Violet Katts (3 January 1919 – 19 September 2007), was an Australian songwriter who published under the name Letty Katts, often spelled Lettie. She is best known for her songs "A Town Like Alice" (1956) and "Never Never" (1945), frequently referred to as "Riding to the Never Never".

History
Katts was born in 1919, the only daughter of Anton Katts (22 January 1888 – March 1952) and Lucretia Katts, née Pimblett, who married on 11 June 1921. Anton was born in Ostrog, Russia, (perhaps Ostrog, Šentjernej) and in 1912 left as a refugee for Australia, and founded a radiator repair and sheet metal fabrication shop "King & Katts" at 623 Wickham Street, Fortitude Valley, Queensland.
 
Around 1925 they built a large house, "Roseneath", in Enoggera where Letty grew up.

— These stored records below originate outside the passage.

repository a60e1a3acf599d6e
use crate::core::data::colour::Colour;
use crate::core::data::point::Point;
use crate::core::data::screen::Screen;
use std::error::Error;
use std::fmt;

fn screen_to_buffer_size(screen: Screen) -> usize {
    (screen.size() * 3) as usize
}

#[derive(Debug, Clone, PartialEq)]
pub enum PixelBufferError {
    PixelOutsideBounds { pixel: Point, screen: Screen },
    BoundsMismatch {
        screen_size: usize,
        buffer_size: usize,
    },
}

impl fmt::Display for PixelBufferError {
    fn fmt(&self, f: &mut fmt::Formatter<'_>) -> fmt::Result {
        match self {
            Self::BoundsMismatch {
                screen_size,
                buffer_size,
            } => {
                write!(
                    f,
                    "screen size {} does not match buffer size {}",
                    screen_size, buffer_size
                )
            }
            Self::PixelOutsideBounds { pixel, screen } => {
                write!(
                    f,
                    "pixel at x:{}, y:{} outside of {}x{} image",
                    pixel.x,
                    pixel.y,
                    screen.width(),
                    screen.height()
                )
            }
        }
    }
}

impl Error for PixelBufferError {}

pub type PixelBufferData = Vec<u8>;

/// Packed RGB image, three bytes per pixel, rows stored top to bottom.
#[derive(Debug)]
pub struct PixelBuffer {
    screen: Screen,
    buffer: PixelBufferData,
}

impl PixelBuffer {
    #[must_use]
    pub fn new(screen: Screen) -> Self {
        Self {
            screen,
            buffer: vec![0; screen_to_buffer_size(screen)],
        }
    }

    pub fn from_data(screen: Screen, buffer: PixelBufferData) -> Result<Self, PixelBufferError> {
        let screen_size = screen_to_buffer_size(screen);

        if screen_size != buffer.len() {
            return Err(PixelBufferError::BoundsMismatch {
                screen_size,
                buffer_size: buffer.len(),
            });
        }

        Ok(Self { screen, buffer })
    }

    #[must_use]
    pub fn screen(&self) -> Screen {
        self.screen
    }

    #[must_use]
    pub fn buffer(&self) -> &PixelBufferData {
        &self.buffer
    }

    #[must_use]
    pub fn buffer_size(&self) -> usize {
        self.buffer.len()
    }

    /// Writes one pixel. `pixel.y` is an image row, counted from the top.
    pub fn set_pixel(&mut self, pixel: Point, colour: Colour) -> Result<(), PixelBufferError> {
        if !self.screen.contains_point(pixel) {
            return Err(PixelBufferError::PixelOutsideBounds {
                pixel,
                screen: self.screen,
            });
        }

        let index = ((pixel.y as usize) * (self.screen.width() as usize) + pixel.x as usize) * 3;

        self.buffer[index] = colour.r;
        self.buffer[index + 1] = colour.g;
        self.buffer[index + 2] = colour.b;

        Ok(())
    }

    #[must_use]
    pub fn pixel(&self, pixel: Point) -> Option<Colour> {
        if !self.screen.contains_point(pixel) {
            return None;
        }

        let index = ((pixel.y as usize) * (self.screen.width() as usize) + pixel.x as usize) * 3;

        Some(Colour {
            r: self.buffer[index],
            g: self.buffer[index + 1],
            b: self.buffer[index + 2],
        })
    }
}
use std::{error::Error, fmt};

#[derive(Debug, Copy, Clone, PartialEq, Eq)]
pub enum EscapeTimeError {
    ZeroMaxIterationsError,
}

impl fmt::Display for EscapeTimeError {
    fn fmt(&self, f: &mut fmt::Formatter<'_>) -> fmt::Result {
        match self {
            Self::ZeroMaxIterationsError => {
                write!(f, "Maximum iterations must be greater than zero")
            }
        }
    }
}

impl Error for EscapeTimeError {}
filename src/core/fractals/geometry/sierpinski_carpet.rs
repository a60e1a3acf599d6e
use crate::core::data::colour::Colour;
use crate::core::data::primitive::{Primitive, Vertex};
use crate::core::data::screen::Screen;
use crate::core::fractals::geometry::errors::{GeometryError, validate_depth};
use crate::core::fractals::geometry::{SIERPINSKI_MAX_DEPTH, SIERPINSKI_SIDE};

fn square(bottom_left: Vertex, side: f64, colour: Colour) -> Primitive {
    Primitive::quad(
        bottom_left,
        Vertex::new(bottom_left.x + side, bottom_left.y),
        Vertex::new(bottom_left.x + side, bottom_left.y + side),
        Vertex::new(bottom_left.x, bottom_left.y + side),
        colour,
    )
}

/// Sierpinski carpet: a square with the middle ninth removed, repeatedly.
#[derive(Debug, Copy, Clone, PartialEq)]
pub struct SierpinskiCarpet {
    bottom_left: Vertex,
    side: f64,
}

impl SierpinskiCarpet {
    #[must_use]
    pub fn new(bottom_left: Vertex, side: f64) -> Self {
        Self { bottom_left, side }
    }

    #[must_use]
    pub fn centred(screen: Screen) -> Self {
        let centre_x = f64::from(screen.width() / 2);
        let centre_y = f64::from(screen.height() / 2);

        Self::new(
            Vertex::new(centre_x - SIERPINSKI_SIDE / 2.0, centre_y - SIERPINSKI_SIDE / 2.0),
            SIERPINSKI_SIDE,
        )
    }

    /// The white outer square followed by the black holes of every level,
    /// shallowest first.
    ///
    /// Level `k` splits the square into a `3^(k-1)` by `3^(k-1)` grid of
    /// blocks and removes the centre cell of each, row by row from the
    /// bottom.
    pub fn generate(&self, depth: u32) -> Result<Vec<Primitive>, GeometryError> {
        validate_depth(depth, SIERPINSKI_MAX_DEPTH)?;

        let hole_count = (9usize.pow(depth) - 1) / 8;
        let mut primitives = Vec::with_capacity(1 + hole_count);
        primitives.push(square(self.bottom_left, self.side, Colour::WHITE));
        self.remove_centres(1, depth, &mut primitives);

        Ok(primitives)
    }

    fn remove_centres(&self, level: u32, depth: u32, holes: &mut Vec<Primitive>) {
        if level > depth {
            return;
        }

        let blocks = 3u32.pow(level - 1);
        let cell = self.side / f64::from(3 * blocks);
        let block = 3.0 * cell;

        for row in 0..blocks {
            for column in 0..blocks {
                let corner = Vertex::new(
                    self.bottom_left.x + f64::from(column) * block + cell,
                    self.bottom_left.y + f64::from(row) * block + cell,
                );
                holes.push(square(corner, cell, Colour::BLACK));
            }
        }

        self.remove_centres(level + 1, depth, holes);
    }
}
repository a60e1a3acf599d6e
use std::error::Error;
use std::fmt;

use crate::core::actions::generate_fractal::ports::fractal_algorithm::FractalAlgorithm;
use crate::core::actions::generate_pixel_buffer::ports::colour_map::{ColourMap, ColourMapError};
use crate::core::data::colour::Colour;
use crate::core::data::complex::Complex;
use crate::core::data::fractal_result::FractalResult;
use crate::core::data::point::Point;
use crate::core::data::screen::Screen;
use crate::core::data::view_rect::{DefaultView, ViewRect};
use crate::core::fractals::burning_ship::algorithm::{self as burning_ship, BurningShipAlgorithm};
use crate::core::fractals::escape_time::colour_map::EscapeTimeColourMap;
use crate::core::fractals::escape_time::errors::EscapeTimeError;
use crate::core::fractals::fractal_kinds::FractalKind;
use crate::core::fractals::julia::algorithm::{self as julia, JuliaAlgorithm};
use crate::core::fractals::julia::presets::JuliaPreset;
use crate::core::fractals::mandelbrot::algorithm::{self as mandelbrot, MandelbrotAlgorithm};
use crate::core::fractals::newton::algorithm::{self as newton, NewtonAlgorithm};
use crate::core::fractals::newton::colour_map::NewtonColourMap;
use crate::core::fractals::newton::errors::NewtonError;
use crate::core::util::pixel_to_plane::{PixelToPlaneError, pixel_to_plane};

#[derive(Debug, Copy, Clone, PartialEq, Eq)]
pub enum PlaneFractalError {
    EscapeTime(EscapeTimeError),
    Newton(NewtonError),
}

impl fmt::Display for PlaneFractalError {
    fn fmt(&self, f: &mut fmt::Formatter<'_>) -> fmt::Result {
        match self {
            Self::EscapeTime(err) => write!(f, "{}", err),
            Self::Newton(err) => write!(f, "{}", err),
        }
    }
}

impl Error for PlaneFractalError {
    fn source(&self) -> Option<&(dyn Error + 'static)> {
        match self {
            Self::EscapeTime(err) => Some(err),
            Self::Newton(err) => Some(err),
        }
    }
}

impl From<EscapeTimeError> for PlaneFractalError {
    fn from(err: EscapeTimeError) -> Self {
        Self::EscapeTime(err)
    }
}

impl From<NewtonError> for PlaneFractalError {
    fn from(err: NewtonError) -> Self {
        Self::Newton(err)
    }
}

/// Selection of a per-pixel fractal with the parameters only it needs.
#[derive(Debug, Copy, Clone, PartialEq, Eq, Hash, Default)]
pub enum PlaneFractalKind {
    #[default]
    Mandelbrot,
    Julia { preset: JuliaPreset },
    BurningShip,
    Newton { degree: u32 },
}

impl PlaneFractalKind {
    #[must_use]
    pub const fn kind(self) -> FractalKind {
        match self {
            Self::Mandelbrot => FractalKind::Mandelbrot,
            Self::Julia { .. } => FractalKind::Julia,
            Self::BurningShip => FractalKind::BurningShip,
            Self::Newton { .. } => FractalKind::Newton,
        }
    }

    /// Plane variant of `kind` with default parameters, or `None` for the
    /// geometric figures.
    #[must_use]
    pub const fn from_kind(kind: FractalKind) -> Option<Self> {
        match kind {
            FractalKind::Mandelbrot => Some(Self::Mandelbrot),
            FractalKind::Julia => Some(Self::Julia {
                preset: JuliaPreset::new(0),
            }),
            FractalKind::BurningShip => Some(Self::BurningShip),
            FractalKind::Newton => Some(Self::Newton {
                degree: newton::DEFAULT_DEGREE,
            }),
            FractalKind::Levy | FractalKind::SierpinskiTriangle | FractalKind::SierpinskiCarpet => {
                None
            }
        }
    }

    #[must_use]
    pub const fn display_name(self) -> &'static str {
        self.kind().display_name()
    }

    #[must_use]
    pub const fn default_view(self) -> DefaultView {
        match self {
            Self::Mandelbrot => mandelbrot::DEFAULT_VIEW,
            Self::Julia { .. } => julia::DEFAULT_VIEW,
            Self::BurningShip => burning_ship::DEFAULT_VIEW,
            Self::Newton { .. } => newton::DEFAULT_VIEW,
        }
    }

    #[must_use]
    pub const fn default_max_iterations(self) -> u32 {
        match self {
            Self::Mandelbrot => mandelbrot::DEFAULT_MAX_ITERATIONS,
            Self::Julia { .. } => julia::DEFAULT_MAX_ITERATIONS,
            Self::BurningShip => burning_ship::DEFAULT_MAX_ITERATIONS,
            Self::Newton { .. } => newton::DEFAULT_MAX_ITERATIONS,
        }
    }

    pub fn build(self, max_iterations: u32) -> Result<PlaneFractal, PlaneFractalError> {
        Ok(match self {
            Self::Mandelbrot => PlaneFractal::Mandelbrot(MandelbrotAlgorithm::new(max_iterations)?),
            Self::Julia { preset } => {
                PlaneFractal::Julia(JuliaAlgorithm::from_preset(preset, max_iterations)?)
            }
            Self::BurningShip => {
                PlaneFractal::BurningShip(BurningShipAlgorithm::new(max_iterations)?)
            }
            Self::Newton { degree } => {
                PlaneFractal::Newton(NewtonAlgorithm::new(degree, max_iterations)?)
            }
        })
    }
}

/// A ready-to-run per-pixel classifier.
#[derive(Debug, Clone, PartialEq)]
pub enum PlaneFractal {
    Mandelbrot(MandelbrotAlgorithm),
    Julia(JuliaAlgorithm),
    BurningShip(BurningShipAlgorithm),
    Newton(NewtonAlgorithm),
}

impl PlaneFractal {
    #[must_use]
    pub fn classify(&self, point: Complex) -> FractalResult {
        match self {
            Self::Mandelbrot(algorithm) => algorithm.classify(point).into(),
            Self::Julia(algorithm) => algorithm.classify(point).into(),
            Self::BurningShip(algorithm) => algorithm.classify(point).into(),
            Self::Newton(algorithm) => algorithm.classify(point).into(),
        }
    }

    #[must_use]
    pub fn colour_map(&self) -> PlaneColourMap {
        match self {
            Self::Mandelbrot(algorithm) => PlaneColourMap::EscapeTime(algorithm.colour_map()),
            Self::Julia(algorithm) => PlaneColourMap::EscapeTime(algorithm.colour_map()),
            Self::BurningShip(algorithm) => PlaneColourMap::EscapeTime(algorithm.colour_map()),
            Self::Newton(algorithm) => PlaneColourMap::Newton(algorithm.colour_map()),
        }
    }
}

#[derive(Debug, Clone, PartialEq)]
pub enum PlaneColourMap {
    EscapeTime(EscapeTimeColourMap),
    Newton(NewtonColourMap),
}

impl ColourMap<FractalResult> for PlaneColourMap {
    fn map(&self, value: FractalResult) -> Result<Colour, ColourMapError> {
        match (self, value) {
            (Self::EscapeTime(map), FractalResult::EscapeTime(result)) => map.map(result),
            (Self::Newton(map), FractalResult::Newton(result)) => map.map(result),
            (Self::EscapeTime(_), FractalResult::Newton(_)) => {
                Err(ColourMapError::MismatchedResult {
                    expected: "escape-time",
                })
            }
            (Self::Newton(_), FractalResult::EscapeTime(_)) => {
                Err(ColourMapError::MismatchedResult { expected: "Newton" })
            }
        }
    }

    fn display_name(&self) -> &str {
        match self {
            Self::EscapeTime(map) => map.display_name(),
            Self::Newton(map) => map.display_name(),
        }
    }
}

/// Classifies screen pixels by mapping them through a view onto the plane.
#[derive(Debug, Clone, PartialEq)]
pub struct PlaneRenderer {
    fractal: PlaneFractal,
    view: ViewRect,
    screen: Screen,
}

impl PlaneRenderer {
    #[must_use]
    pub fn new(fractal: PlaneFractal, view: ViewRect, screen: Screen) -> Self {
        Self {
            fractal,
            view,
            screen,
        }
    }

    #[must_use]
    pub fn fractal(&self) -> &PlaneFractal {
        &self.fractal
    }

    #[must_use]
    pub fn screen(&self) -> Screen {
        self.screen
    }
}

impl FractalAlgorithm for PlaneRenderer {
    type Success = FractalResult;
    type Failure = PixelToPlaneError;

    fn compute(&self, pixel: Point) -> Result<Self::Success, Self::Failure> {
        let point = pixel_to_plane(pixel, self.view, self.screen)?;

        Ok(self.fractal.classify(point))
    }
}
use std::path::Path;

use crate::core::data::pixel_buffer::PixelBuffer;
use crate::core::data::primitive::Primitive;

pub trait FilePresenterPort {
    fn present(&self, buffer: &PixelBuffer, filepath: impl AsRef<Path>) -> std::io::Result<()>;
}

pub trait PrimitiveFilePresenterPort {
    fn present(&self, primitives: &[Primitive], filepath: impl AsRef<Path>) -> std::io::Result<()>;
}
mod controllers;
mod core;
mod presenters;

pub use controllers::cli::render::CliRenderController;
pub use controllers::explorer::{Explorer, ExplorerError, Frame};
pub use controllers::ports::file_presenter::{FilePresenterPort, PrimitiveFilePresenterPort};
pub use presenters::file::ppm::PpmFilePresenter;
pub use presenters::file::primitive_listing::PrimitiveListingPresenter;

pub use core::actions::generate_fractal::generate_fractal::generate_fractal;
pub use core::actions::generate_fractal::generate_fractal_rayon::generate_fractal_rayon;
pub use core::actions::generate_fractal::ports::fractal_algorithm::FractalAlgorithm;
pub use core::actions::generate_pixel_buffer::generate_pixel_buffer::{
    GeneratePixelBufferError, generate_pixel_buffer,
};
pub use core::actions::generate_pixel_buffer::ports::colour_map::{ColourMap, ColourMapError};
pub use core::actions::render_frame::frame_config::FrameConfig;
pub use core::actions::render_frame::render_frame::{
    RenderError, render_geometry, render_plane, render_plane_buffer, render_plane_rayon,
    samples_to_pixel_buffer,
};

pub use core::data::colour::{Colour, Hsl};
pub use core::data::complex::Complex;
pub use core::data::fractal_result::{EscapeResult, FractalResult, NewtonResult};
pub use core::data::pixel_buffer::{PixelBuffer, PixelBufferError};
pub use core::data::pixel_sample::PixelSample;
pub use core::data::point::Point;
pub use core::data::primitive::{Primitive, PrimitiveKind, Vertex};
pub use core::data::screen::{Screen, ScreenError};
pub use core::data::view_rect::{DefaultView, ViewRect, ViewRectError};
pub use core::data::viewport::Viewport;
pub use core::data::zoom_box::ZoomBox;
pub use core::data::zoom_stack::ZoomStack;

pub use core::fractals::burning_ship::algorithm::{BurningShipAlgorithm, burning_ship_step};
pub use core::fractals::escape_time::colour_map::{EscapeTimeColourMap, HueBand};
pub use core::fractals::escape_time::errors::EscapeTimeError;
pub use core::fractals::escape_time::{escape_time, quadratic_step};
pub use core::fractals::fractal_kinds::{FractalKind, ParseFractalKindError};
pub use core::fractals::geometry::errors::GeometryError;
pub use core::fractals::geometry::levy::{LevyCurve, levy_apex};
pub use core::fractals::geometry::sierpinski_carpet::SierpinskiCarpet;
pub use core::fractals::geometry::sierpinski_triangle::SierpinskiTriangle;
pub use core::fractals::geometry::GeometryFractalKind;
pub use core::fractals::julia::algorithm::JuliaAlgorithm;
pub use core::fractals::julia::presets::JuliaPreset;
pub use core::fractals::mandelbrot::algorithm::MandelbrotAlgorithm;
pub use core::fractals::newton::algorithm::{NewtonAlgorithm, newton_step};
pub use core::fractals::newton::colour_map::NewtonColourMap;
pub use core::fractals::newton::errors::NewtonError;
pub use core::fractals::newton::roots::PolynomialRoots;
pub use core::fractals::plane_fractal::{
    PlaneColourMap, PlaneFractal, PlaneFractalError, PlaneFractalKind, PlaneRenderer,
};

pub use core::util::compute_zoom_rect::{ZoomError, compute_zoom_rect};
pub use core::util::hsl_to_rgb::hsl_to_rgb;
pub use core::util::pixel_to_plane::{PixelToPlaneError, pixel_to_plane};
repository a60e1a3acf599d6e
use crate::core::actions::generate_pixel_buffer::ports::colour_map::{ColourMap, ColourMapError};
use crate::core::data::colour::{Colour, Hsl};
use crate::core::data::fractal_result::EscapeResult;
use crate::core::util::hsl_to_rgb::hsl_to_rgb;

/// Range of hues an escape-time fractal is painted with.
#[derive(Debug, Copy, Clone, PartialEq)]
pub struct HueBand {
    pub low: f64,
    pub high: f64,
}

impl HueBand {
    #[must_use]
    pub const fn new(low: f64, high: f64) -> Self {
        Self { low, high }
    }

    /// Linear remap of `t` in `[0, 1]` onto the band.
    #[must_use]
    pub fn hue(&self, t: f64) -> f64 {
        self.low + t * (self.high - self.low)
    }

    #[must_use]
    pub fn contains(&self, hue: f64) -> bool {
        hue >= self.low.min(self.high) && hue <= self.low.max(self.high)
    }
}

/// Interior points are black. Escaped points get full saturation, a hue
/// from the band and a lightness of half the normalised iteration count.
#[derive(Debug, Clone, PartialEq)]
pub struct EscapeTimeColourMap {
    name: &'static str,
    band: HueBand,
    max_iterations: u32,
}

impl EscapeTimeColourMap {
    #[must_use]
    pub fn new(name: &'static str, band: HueBand, max_iterations: u32) -> Self {
        Self {
            name,
            band,
            max_iterations,
        }
    }

    #[must_use]
    pub fn band(&self) -> HueBand {
        self.band
    }

    #[must_use]
    pub fn hsl(&self, iterations: u32) -> Hsl {
        let t = f64::from(iterations) / f64::from(self.max_iterations);

        Hsl::new(self.band.hue(t), 1.0, 0.5 * t)
    }
}

impl ColourMap<EscapeResult> for EscapeTimeColourMap {
    fn map(&self, value: EscapeResult) -> Result<Colour, ColourMapError> {
        if value.iterations > self.max_iterations {
            return Err(ColourMapError::IterationsExceedMax {
                iterations: value.iterations,
                max_iterations: self.max_iterations,
            });
        }

        if value.iterations == self.max_iterations {
            return Ok(Colour::BLACK);
        }

        Ok(hsl_to_rgb(self.hsl(value.iterations)))
    }

    fn display_name(&self) -> &str {
        self.name
    }
}
use std::fmt;

use crate::core::data::complex::Complex;

const PRESET_CONSTANTS: [Complex; 4] = [
    Complex::new(0.3, 0.6),
    Complex::new(-0.75, 0.0),
    Complex::new(0.0, 1.0),
    Complex::new(-1.3, 0.0),
];

/// Index into the fixed list of Julia constants.
#[derive(Debug, Copy, Clone, PartialEq, Eq, Hash, Default)]
pub struct JuliaPreset(usize);

impl JuliaPreset {
    pub const COUNT: usize = PRESET_CONSTANTS.len();

    /// Any index is accepted and wrapped into the list.
    #[must_use]
    pub const fn new(index: usize) -> Self {
        Self(index % Self::COUNT)
    }

    #[must_use]
    pub const fn index(self) -> usize {
        self.0
    }

    #[must_use]
    pub const fn constant(self) -> Complex {
        PRESET_CONSTANTS[self.0]
    }

    #[must_use]
    pub const fn next(self) -> Self {
        Self::new(self.0 + 1)
    }
}

impl fmt::Display for JuliaPreset {
    fn fmt(&self, f: &mut fmt::Formatter<'_>) -> fmt::Result {
        write!(f, "c = {}", self.constant())
    }
}
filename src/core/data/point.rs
/// Integer pixel position.
#[derive(Debug, Copy, Clone, PartialEq, Eq, Hash, Default)]
pub struct Point {
    pub x: i32,
    pub y: i32,
}
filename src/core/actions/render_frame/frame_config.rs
use crate::core::data::screen::Screen;
use crate::core::data::view_rect::{ViewRect, ViewRectError};
use crate::core::fractals::plane_fractal::{PlaneFractalError, PlaneFractalKind, PlaneRenderer};

/// Everything needed to classify one frame of a per-pixel fractal.
#[derive(Debug, Copy, Clone, PartialEq)]
pub struct FrameConfig {
    pub fractal: PlaneFractalKind,
    pub view: ViewRect,
    pub screen: Screen,
    pub max_iterations: u32,
}

impl FrameConfig {
    /// The fractal's opening view and iteration limit on `screen`.
    pub fn for_kind(fractal: PlaneFractalKind, screen: Screen) -> Result<Self, ViewRectError> {
        Ok(Self {
            fractal,
            view: fractal.default_view().to_view(screen)?,
            screen,
            max_iterations: fractal.default_max_iterations(),
        })
    }

    pub fn renderer(&self) -> Result<PlaneRenderer, PlaneFractalError> {
        let fractal = self.fractal.build(self.max_iterations)?;

        Ok(PlaneRenderer::new(fractal, self.view, self.screen))
    }
}

#[cfg(test)]
mod tests {
    use super::*;

    #[test]
    fn test_for_kind_uses_fractal_defaults() {
        let screen = Screen::new(800, 600).unwrap();

        let config = FrameConfig::for_kind(PlaneFractalKind::BurningShip, screen).unwrap();

        assert_eq!(config.max_iterations, 40);
        assert_eq!(config.view.real_min(), -2.0);
        assert_eq!(config.view.real_max(), 1.2);
        assert_eq!(config.view.imag_min(), -1.6);
        // 3.2 * 600 / 800 = 2.4
        assert!((config.view.imag_max() - 0.8).abs() < 1e-12);
    }

    #[test]
    fn test_renderer_rejects_zero_iterations() {
        let screen = Screen::new(10, 10).unwrap();
        let mut config = FrameConfig::for_kind(PlaneFractalKind::Mandelbrot, screen).unwrap();
        config.max_iterations = 0;

        assert!(config.renderer().is_err());
    }
}
use std::fmt;

use crate::core::data::colour::Colour;

/// Screen-space vertex of a drawable primitive.
#[derive(Debug, Copy, Clone, PartialEq, Default)]
pub struct Vertex {
    pub x: f64,
    pub y: f64,
}

impl Vertex {
    #[must_use]
    pub const fn new(x: f64, y: f64) -> Self {
        Self { x, y }
    }

    #[must_use]
    pub fn midpoint(self, other: Self) -> Self {
        Self {
            x: (self.x + other.x) / 2.0,
            y: (self.y + other.y) / 2.0,
        }
    }

    #[must_use]
    pub fn distance(self, other: Self) -> f64 {
        (other.x - self.x).hypot(other.y - self.y)
    }
}

#[derive(Debug, Copy, Clone, PartialEq, Eq, Hash)]
pub enum PrimitiveKind {
    Line,
    Triangle,
    Quad,
}

impl PrimitiveKind {
    #[must_use]
    pub const fn vertex_count(self) -> usize {
        match self {
            Self::Line => 2,
            Self::Triangle => 3,
            Self::Quad => 4,
        }
    }

    #[must_use]
    pub const fn name(self) -> &'static str {
        match self {
            Self::Line => "line",
            Self::Triangle => "triangle",
            Self::Quad => "quad",
        }
    }
}

impl fmt::Display for PrimitiveKind {
    fn fmt(&self, f: &mut fmt::Formatter<'_>) -> fmt::Result {
        f.write_str(self.name())
    }
}

/// A filled (triangle, quad) or stroked (line) shape handed to the renderer.
#[derive(Debug, Clone, PartialEq)]
pub struct Primitive {
    kind: PrimitiveKind,
    vertices: Vec<Vertex>,
    colour: Colour,
}

impl Primitive {
    #[must_use]
    pub fn line(from: Vertex, to: Vertex, colour: Colour) -> Self {
        Self {
            kind: PrimitiveKind::Line,
            vertices: vec![from, to],
            colour,
        }
    }

    #[must_use]
    pub fn triangle(a: Vertex, b: Vertex, c: Vertex, colour: Colour) -> Self {
        Self {
            kind: PrimitiveKind::Triangle,
            vertices: vec![a, b, c],
            colour,
        }
    }

    #[must_use]
    pub fn quad(a: Vertex, b: Vertex, c: Vertex, d: Vertex, colour: Colour) -> Self {
        Self {
            kind: PrimitiveKind::Quad,
            vertices: vec![a, b, c, d],
            colour,
        }
    }

    #[must_use]
    pub fn kind(&self) -> PrimitiveKind {
        self.kind
    }

    #[must_use]
    pub fn vertices(&self) -> &[Vertex] {
        &self.vertices
    }

    #[must_use]
    pub fn colour(&self) -> Colour {
        self.colour
    }
}
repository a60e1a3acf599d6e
pub mod colour_map;
use crate::core::data::complex::Complex;
use crate::core::data::fractal_result::EscapeResult;
use crate::core::data::view_rect::DefaultView;
use crate::core::fractals::escape_time::colour_map::{EscapeTimeColourMap, HueBand};
use crate::core::fractals::escape_time::errors::EscapeTimeError;
use crate::core::fractals::escape_time::{escape_time, quadratic_step};
use crate::core::fractals::julia::presets::JuliaPreset;

pub const DEFAULT_MAX_ITERATIONS: u32 = 50;

pub const DEFAULT_VIEW: DefaultView = DefaultView {
    real_min: -2.0,
    real_max: 2.0,
    imag_min: -1.35,
};

/// Greens.
pub const JULIA_HUE_BAND: HueBand = HueBand::new(0.352_941_176, 0.470_588_235);

/// `z = z² + c` with `z₀` the plane point and `c` fixed by the preset.
#[derive(Debug, Copy, Clone, PartialEq)]
pub struct JuliaAlgorithm {
    constant: Complex,
    max_iterations: u32,
}

impl JuliaAlgorithm {
    pub fn new(constant: Complex, max_iterations: u32) -> Result<Self, EscapeTimeError> {
        if max_iterations == 0 {
            return Err(EscapeTimeError::ZeroMaxIterationsError);
        }

        Ok(Self {
            constant,
            max_iterations,
        })
    }

    pub fn from_preset(preset: JuliaPreset, max_iterations: u32) -> Result<Self, EscapeTimeError> {
        Self::new(preset.constant(), max_iterations)
    }

    #[must_use]
    pub fn constant(&self) -> Complex {
        self.constant
    }

    #[must_use]
    pub fn max_iterations(&self) -> u32 {
        self.max_iterations
    }

    #[must_use]
    pub fn classify(&self, point: Complex) -> EscapeResult {
        escape_time(point, self.constant, self.max_iterations, quadratic_step)
    }

    #[must_use]
    pub fn colour_map(&self) -> EscapeTimeColourMap {
        EscapeTimeColourMap::new("Julia", JULIA_HUE_BAND, self.max_iterations)
    }
}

Both parents were musicians: Anton played balalaika and mandolin; Lucretia was a pianist, and Katts had private piano tuition, initially with Constance Hartshorn, organist for the Enoggera Presbyterian church, then from around 1930 with John Ellis, who took out a newspaper advertisement when Kitts graduated ATCL and LTCL in 1939.

Katts married John Stanton Davis Mellick (born 22 February 1920), on 8 December 1941. Katts worked as a music teacher while her husband was overseas during the War.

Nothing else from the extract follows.